4561 CONSISTENCY ACROSS THE CONTINUUM: A system wide approach to the management of challenging enterocutaneous fistulae

Jody Scardillo, MS, RN, ANP-BC, CWOCN , Albany Medical Center, Clinical Nurse Specialist, Albany, NY
Donna Truland, BSN, RN, CWOCN , Albany Medical Center, Nurse Clinician, Albany
Karen J. Riemenschneider, RNC, MS, CWOCN , Albany Medical Center, Clinical Nurse Specialist, Albany, NY
Joanne Galayda, MS, RN, FNP , Albany Medical Center, Clinical Nurse Specialist, Albany, NY
Management of complex enterocutaneous fistulae occupies a significant amount of time for the WOC team in an acute care, tertiary Level I trauma center.  These patients experience prolonged, costly length of stay which involve complicated containment systems, nutrition and hydration management.  Discharge planning requires a multidisciplinary approach of the WOC Nurse, physician, nutritionist, case manager, and patient’s caregiver, home care agency and the primary nurse. Consistent pouch wear time has been a barrier to discharge to other care settings for many of these patients.

Consistent implementation of a management plan between caregivers has proven to be a challenge despite significant time spent on staff education by the WOC Nurses.  Small variations in technique often mean the difference between adequate wear time and leakage with associated skin breakdown.

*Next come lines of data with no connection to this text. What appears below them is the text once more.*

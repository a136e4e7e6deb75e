//! Unit tests for query orchestration.

use super::*;
use rstest::{fixture, rstest};
use wikirepo_core::test_support::{FetchCounter, MemoryStore, item, labelled, quantity, text, time};
use wikirepo_core::{CONTAINS_TERRITORY, Claim, POINT_IN_TIME, Scalar, TimeError};

const GERMANY: EntityId = EntityId::item(183);
const NORWAY: EntityId = EntityId::item(20);
const BAVARIA: EntityId = EntityId::item(980);
const SAXONY: EntityId = EntityId::item(1202);
const EUROPEAN_UNION: EntityId = EntityId::item(458);
const UNITED_NATIONS: EntityId = EntityId::item(1065);

const POPULATION: EntityId = EntityId::property(1082);
const ISO_ALPHA2: EntityId = EntityId::property(297);
const ISO_SUBDIVISION: EntityId = EntityId::property(300);
const MEMBER_OF: EntityId = EntityId::property(463);

fn today() -> NaiveDate {
    NaiveDate::from_ymd_opt(2024, 5, 1).expect("valid date")
}

fn population(amount: &str, day: &str) -> Claim {
    Claim::new(quantity(amount)).with_qualifier(POINT_IN_TIME, time(day))
}

fn store() -> MemoryStore {
    MemoryStore::with_entities([
        labelled(GERMANY, "Germany")
            .with_claim(POPULATION, population("+80523746", "2009-12-31"))
            .with_claim(POPULATION, population("+81802257", "2010-12-31"))
            .with_claim(ISO_ALPHA2, Claim::new(text("DE")))
            .with_claim(CONTAINS_TERRITORY, Claim::new(item(980)))
            .with_claim(CONTAINS_TERRITORY, Claim::new(item(1202)))
            .with_claim(MEMBER_OF, Claim::new(item(458)))
            .with_claim(MEMBER_OF, Claim::new(item(1065))),
        labelled(NORWAY, "Norway").with_claim(MEMBER_OF, Claim::new(item(1065))),
        labelled(BAVARIA, "Bavaria").with_claim(ISO_SUBDIVISION, Claim::new(text("DE-BY"))),
        labelled(SAXONY, "Saxony"),
        labelled(EUROPEAN_UNION, "European Union"),
        labelled(UNITED_NATIONS, "United Nations"),
    ])
}

#[fixture]
fn cache() -> EntityCache {
    EntityCache::new(store())
}

fn request(json: &str) -> QueryRequest {
    QueryRequest::from_json(json).expect("valid request")
}

fn run(json: &str, cache: &mut EntityCache) -> Result<Table, QueryError> {
    query_at(&request(json), cache, &PropertyRegistry::standard(), today())
}

fn texts(table: &Table, name: &str) -> Vec<String> {
    table
        .column(name)
        .expect("column exists")
        .into_iter()
        .map(ToString::to_string)
        .collect()
}

const GERMANY_POPULATION: &str = r#"{
    "locations": ["Q183"],
    "interval": "yearly",
    "timespan": {"range": {"start": "2009-01-01", "end": "2010-01-01"}},
    "properties": {"demographic": ["population"]}
}"#;

#[rstest]
fn population_over_two_years_yields_two_rows(mut cache: EntityCache) {
    let table = run(GERMANY_POPULATION, &mut cache).expect("query succeeds");

    assert_eq!(table.columns(), ["location", "qid", "year", "population"]);
    assert_eq!(table.len(), 2);
    assert_eq!(texts(&table, "location"), ["Germany", "Germany"]);
    assert_eq!(texts(&table, "year"), ["2010", "2009"]);
    assert_eq!(table.cell(0, "population").ok(), Some(&Scalar::Int(81_802_257)));
    assert_eq!(table.cell(1, "population").ok(), Some(&Scalar::Int(80_523_746)));
}

#[rstest]
fn sub_region_abbreviations_fill_or_stay_missing(mut cache: EntityCache) {
    let table = run(
        r#"{
            "locations": ["Q183"],
            "depth": 1,
            "interval": "yearly",
            "timespan": {"range": {"start": "2009-01-01", "end": "2010-01-01"}},
            "properties": {"misc": ["sub_country_abbr"]}
        }"#,
        &mut cache,
    )
    .expect("query succeeds");

    assert_eq!(
        table.columns(),
        ["location", "sub_lctn", "qid", "year", "sub_abbr"]
    );
    assert_eq!(texts(&table, "sub_lctn"), ["Bavaria", "Bavaria", "Saxony", "Saxony"]);
    assert_eq!(texts(&table, "qid"), ["Q980", "Q980", "Q1202", "Q1202"]);
    assert_eq!(
        table.column("sub_abbr").expect("column exists"),
        [
            &Scalar::from("DE-BY"),
            &Scalar::Missing,
            &Scalar::Missing,
            &Scalar::Missing,
        ]
    );
}

#[rstest]
fn categories_join_into_one_table(mut cache: EntityCache) {
    let table = run(
        r#"{
            "locations": ["Q183"],
            "interval": "yearly",
            "timespan": {"range": {"start": "2009-01-01", "end": "2010-01-01"}},
            "properties": {"demographic": ["population"], "misc": ["country_abbr"]}
        }"#,
        &mut cache,
    )
    .expect("query succeeds");

    assert_eq!(
        table.columns(),
        ["location", "qid", "year", "population", "abbr"]
    );
    assert_eq!(table.len(), 2);
    assert_eq!(table.cell(0, "abbr").ok(), Some(&Scalar::from("DE")));
}

#[rstest]
fn memberships_are_renamed_and_filled_with_false(mut cache: EntityCache) {
    let table = run(
        r#"{
            "locations": ["Q183", "Q20"],
            "properties": {"institutional": ["org_membership"]}
        }"#,
        &mut cache,
    )
    .expect("query succeeds");

    assert_eq!(table.columns(), ["location", "qid", "mem_eu", "mem_un"]);
    assert_eq!(texts(&table, "location"), ["Germany", "Norway"]);
    assert_eq!(
        table.column("mem_eu").expect("column exists"),
        [&Scalar::Bool(true), &Scalar::Bool(false)]
    );
    assert_eq!(
        table.column("mem_un").expect("column exists"),
        [&Scalar::Bool(true), &Scalar::Bool(true)]
    );
}

#[rstest]
fn most_recent_values_carry_their_date(mut cache: EntityCache) {
    let table = run(
        r#"{"locations": ["Q183"], "properties": {"demographic": ["population"]}}"#,
        &mut cache,
    )
    .expect("query succeeds");

    assert_eq!(table.columns(), ["location", "qid", "population"]);
    assert_eq!(
        table.cell(0, "population").ok(),
        Some(&Scalar::from("81802257 (2010-12-31)"))
    );
}

#[rstest]
fn no_properties_return_the_skeleton(mut cache: EntityCache) {
    let table = run(
        r#"{"locations": ["Q183"], "interval": "yearly",
            "timespan": {"range": {"start": "2009-01-01", "end": "2010-01-01"}}}"#,
        &mut cache,
    )
    .expect("query succeeds");

    assert_eq!(table.columns(), ["location", "qid", "year"]);
    assert_eq!(table.len(), 2);
}

#[rstest]
#[case::unknown_property(
    r#"{"locations": ["Q183"], "properties": {"demographic": ["gdp"]}}"#
)]
#[case::wrong_category(
    r#"{"locations": ["Q183"], "properties": {"economic": ["population"]}}"#
)]
fn registry_errors_precede_fetching(#[case] json: &str) {
    let store = store();
    let fetches: FetchCounter = store.fetch_counter();
    let mut cache = EntityCache::new(store);

    let err = run(json, &mut cache).expect_err("invalid property");

    assert!(matches!(err, QueryError::Registry(_)), "got {err}");
    assert_eq!(fetches.get(), 0);
}

#[rstest]
fn timespans_require_an_interval(mut cache: EntityCache) {
    let err = run(
        r#"{"locations": ["Q183"], "timespan": {"single": "2010-01-01"}}"#,
        &mut cache,
    )
    .expect_err("timespan without interval");

    assert!(matches!(
        err,
        QueryError::Time(TimeError::TimespanWithoutInterval)
    ));
}

#[rstest]
fn intervals_must_be_known(mut cache: EntityCache) {
    let err = run(r#"{"locations": ["Q183"], "interval": "hourly"}"#, &mut cache)
        .expect_err("unknown interval");

    assert!(matches!(
        err,
        QueryError::Time(TimeError::UnknownInterval { .. })
    ));
}

#[rstest]
fn flat_locations_reject_depth(mut cache: EntityCache) {
    let time = TimeQuery::new(None, None, today()).expect("query");
    let err = QuerySession::new(&mut cache, Locations::Flat(vec![GERMANY]), 1, time)
        .expect_err("flat list with depth");

    assert!(matches!(err, QueryError::FlatDepth { depth: 1 }));
}

#[rstest]
fn unknown_request_fields_are_rejected() {
    let err = QueryRequest::from_json(r#"{"locations": ["Q183"], "colour": "red"}"#)
        .expect_err("unknown field");

    assert!(matches!(err, QueryError::Request { .. }));
}

#[rstest]
fn every_property_of_a_category_can_be_selected(mut cache: EntityCache) {
    let time = TimeQuery::new(None, None, today()).expect("query");
    let mut session =
        QuerySession::new(&mut cache, Locations::Flat(vec![GERMANY]), 0, time).expect("session");

    let table = session
        .query_category(
            &PropertyRegistry::standard(),
            Category::Misc,
            &PropertySelection::Every(true),
        )
        .expect("query succeeds")
        .expect("misc has properties");

    assert_eq!(table.columns(), ["location", "qid", "abbr", "sub_abbr"]);
    assert_eq!(table.cell(0, "abbr").ok(), Some(&Scalar::from("DE (no date)")));
}

#[rstest]
fn first_location_without_territories_still_yields_rows(mut cache: EntityCache) {
    let table = run(
        r#"{
            "locations": ["Q20", "Q183"],
            "depth": 2,
            "properties": {"misc": ["sub_country_abbr"]}
        }"#,
        &mut cache,
    )
    .expect("query succeeds");

    assert_eq!(
        table.columns(),
        ["location", "sub_lctn", "sub_sub_lctn", "qid", "sub_abbr"]
    );
    assert_eq!(texts(&table, "location"), ["Norway", "Germany", "Germany"]);
    assert_eq!(texts(&table, "sub_lctn"), ["nan", "Bavaria", "Saxony"]);
}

Since WOCN nursing staff is not available at all times, it is important for the bedside nurse to be able to change and manage the appliance according to the individualized procedure that has been developed.

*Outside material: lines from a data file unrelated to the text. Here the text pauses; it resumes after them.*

//! Decoding of `Special:EntityData` JSON documents.
//!
//! Only labels and claims are read. Snak values map onto
//! [`DataValue`]; value kinds the query engine never interprets become
//! [`DataValue::Unsupported`], and `novalue`/`somevalue` snaks carry no value.

use std::collections::BTreeMap;

use log::debug;
use serde::Deserialize;
use thiserror::Error;
use wikirepo_core::{Claim, DataValue, Entity, EntityId, Snak, StoreError};

/// Errors raised while decoding an entity document.
#[derive(Debug, Error)]
#[non_exhaustive]
pub enum DocumentError {
    /// The bytes are not a well-formed entity document.
    #[error("failed to parse entity document: {source}")]
    Parse {
        /// Decoder failure.
        #[source]
        source: simd_json::Error,
    },
    /// The document does not contain the requested entity.
    #[error("entity document does not contain {id}")]
    MissingEntity {
        /// Requested entity.
        id: EntityId,
    },
    /// An entity key in the document is not a Wikidata identifier.
    #[error("entity document names an invalid identifier '{raw}'")]
    InvalidId {
        /// Offending identifier text.
        raw: String,
    },
}

impl DocumentError {
    /// Report the failure as a [`StoreError::Malformed`] for `id`.
    #[must_use]
    pub fn into_store_error(self, id: EntityId) -> StoreError {
        StoreError::Malformed {
            id,
            message: self.to_string(),
        }
    }
}

/// Decode the entity `id` from a `Special:EntityData` document.
///
/// The decoder works in place, so `bytes` is clobbered. When the document
/// holds a single entity under another identifier (a redirect), that entity
/// is returned.
///
/// # Examples
///
/// ```
/// use wikirepo_core::EntityId;
/// use wikirepo_data::parse_entity_document;
///
/// let mut bytes = br#"{"entities":{"Q183":{"id":"Q183",
///     "labels":{"en":{"language":"en","value":"Germany"}},
///     "claims":{"P297":[{"mainsnak":{"snaktype":"value",
///         "datavalue":{"type":"string","value":"DE"}}}]}}}}"#
///     .to_vec();
/// let germany = parse_entity_document(EntityId::item(183), &mut bytes)?;
///
/// assert_eq!(germany.labels.get("en").map(String::as_str), Some("Germany"));
/// assert!(germany.has_property(EntityId::property(297)));
/// # Ok::<(), wikirepo_data::DocumentError>(())
/// ```
///
/// # Errors
///
/// Returns [`DocumentError::Parse`] for undecodable bytes,
/// [`DocumentError::MissingEntity`] when the entity is absent and
/// [`DocumentError::InvalidId`] when the entity's own identifier is invalid.
pub fn parse_entity_document(id: EntityId, bytes: &mut [u8]) -> Result<Entity, DocumentError> {
    let mut document: RawDocument =
        simd_json::serde::from_slice(bytes).map_err(|source| DocumentError::Parse { source })?;
    let key = id.to_string();
    let raw = match document.entities.remove(&key) {
        Some(found) => found,
        None if document.entities.len() == 1 => {
            let (target, found) = document
                .entities
                .pop_first()
                .ok_or(DocumentError::MissingEntity { id })?;
            debug!("{id} redirects to {target}");
            found
        }
        None => return Err(DocumentError::MissingEntity { id }),
    };
    raw.into_entity()
}

#[derive(Debug, Deserialize)]
struct RawDocument {
    entities: BTreeMap<String, RawEntity>,
}

#[derive(Debug, Deserialize)]
struct RawEntity {
    id: String,
    #[serde(default)]
    labels: BTreeMap<String, RawLabel>,
    #[serde(default)]
    claims: BTreeMap<String, Vec<RawClaim>>,
}

impl RawEntity {
    fn into_entity(self) -> Result<Entity, DocumentError> {
        let id = self
            .id
            .parse::<EntityId>()
            .map_err(|_| DocumentError::InvalidId { raw: self.id.clone() })?;
        let mut entity = Entity::new(id);
        for (language, label) in self.labels {
            entity.labels.insert(language, label.value);
        }
        for (property, claims) in self.claims {
            let Some(pid) = parse_property(&property) else {
                continue;
            };
            let converted: Vec<Claim> = claims.into_iter().map(RawClaim::into_claim).collect();
            entity.claims.insert(pid, converted);
        }
        Ok(entity)
    }
}

fn parse_property(raw: &str) -> Option<EntityId> {
    let parsed = raw.parse::<EntityId>().ok();
    if parsed.is_none() {
        debug!("skipping claims under invalid property key '{raw}'");
    }
    parsed
}

#[derive(Debug, Deserialize)]
struct RawLabel {
    value: String,
}

#[derive(Debug, Deserialize)]
struct RawClaim {
    #[serde(rename = "mainsnak")]
    main_snak: RawSnak,
    #[serde(default)]
    qualifiers: BTreeMap<String, Vec<RawSnak>>,
}

impl RawClaim {
    fn into_claim(self) -> Claim {
        let mut claim = Claim::new(self.main_snak.into_snak());
        for (property, snaks) in self.qualifiers {
            let Some(pid) = parse_property(&property) else {
                continue;
            };
            claim
                .qualifiers
                .insert(pid, snaks.into_iter().map(RawSnak::into_snak).collect());
        }
        claim
    }
}

#[derive(Debug, Deserialize)]
struct RawSnak {
    #[serde(rename = "snaktype")]
    snak_type: RawSnakType,
    #[serde(rename = "datavalue")]
    data_value: Option<RawDataValue>,
}

impl RawSnak {
    fn into_snak(self) -> Snak {
        if self.snak_type != RawSnakType::Value {
            return Snak::empty();
        }
        self.data_value
            .map_or_else(Snak::empty, |value| Snak::new(value.into_data_value()))
    }
}

#[derive(Debug, Deserialize, PartialEq, Eq)]
#[serde(rename_all = "lowercase")]
enum RawSnakType {
    Value,
    Somevalue,
    Novalue,
}

#[derive(Debug, Deserialize)]
#[serde(tag = "type")]
enum RawDataValue {
    #[serde(rename = "wikibase-entityid")]
    Entity { value: RawEntityId },
    #[serde(rename = "quantity")]
    Quantity { value: RawQuantity },
    #[serde(rename = "string")]
    Text { value: String },
    #[serde(rename = "time")]
    Time { value: RawTime },
    #[serde(other)]
    Unsupported,
}

impl RawDataValue {
    fn into_data_value(self) -> DataValue {
        match self {
            Self::Entity { value } => value
                .entity_id()
                .map_or(DataValue::Unsupported, DataValue::EntityRef),
            Self::Quantity { value } => DataValue::Quantity {
                amount: value.amount,
                unit: value.unit,
            },
            Self::Text { value } => DataValue::Text(value),
            Self::Time { value } => DataValue::Time(value.time),
            Self::Unsupported => DataValue::Unsupported,
        }
    }
}

#[derive(Debug, Deserialize)]
struct RawEntityId {
    #[serde(default)]
    id: Option<String>,
    #[serde(rename = "entity-type", default)]
    entity_type: Option<String>,
    #[serde(rename = "numeric-id", default)]
    numeric_id: Option<u64>,
}

impl RawEntityId {
    fn entity_id(&self) -> Option<EntityId> {
        if let Some(raw) = &self.id {
            return raw.parse().ok();
        }
        match (self.entity_type.as_deref(), self.numeric_id) {
            (Some("item"), Some(number)) => Some(EntityId::item(number)),
            (Some("property"), Some(number)) => Some(EntityId::property(number)),
            _ => None,
        }
    }
}

#[derive(Debug, Deserialize)]
struct RawQuantity {
    amount: String,
    #[serde(default)]
    unit: String,
}

#[derive(Debug, Deserialize)]
struct RawTime {
    time: String,
}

A standardized documentation form was developed with supply list and step by step instructions. In addition the use of a photo documentation guide for the step-by-step procedure was implemented very successfully.  This information follows the patient to different care settings and has been effective in easing the transition out of acute care. Communication with the receiving agency prior to transfer ensures ability to implement the plan and availability of supplies.   It has also decreased time and calls for the WOC Nurse related to patient management.  This practice has been implemented with all fistula patients, with resulting continuity of care, decreased time and costs for the facility and increased patient and caregiver satisfaction.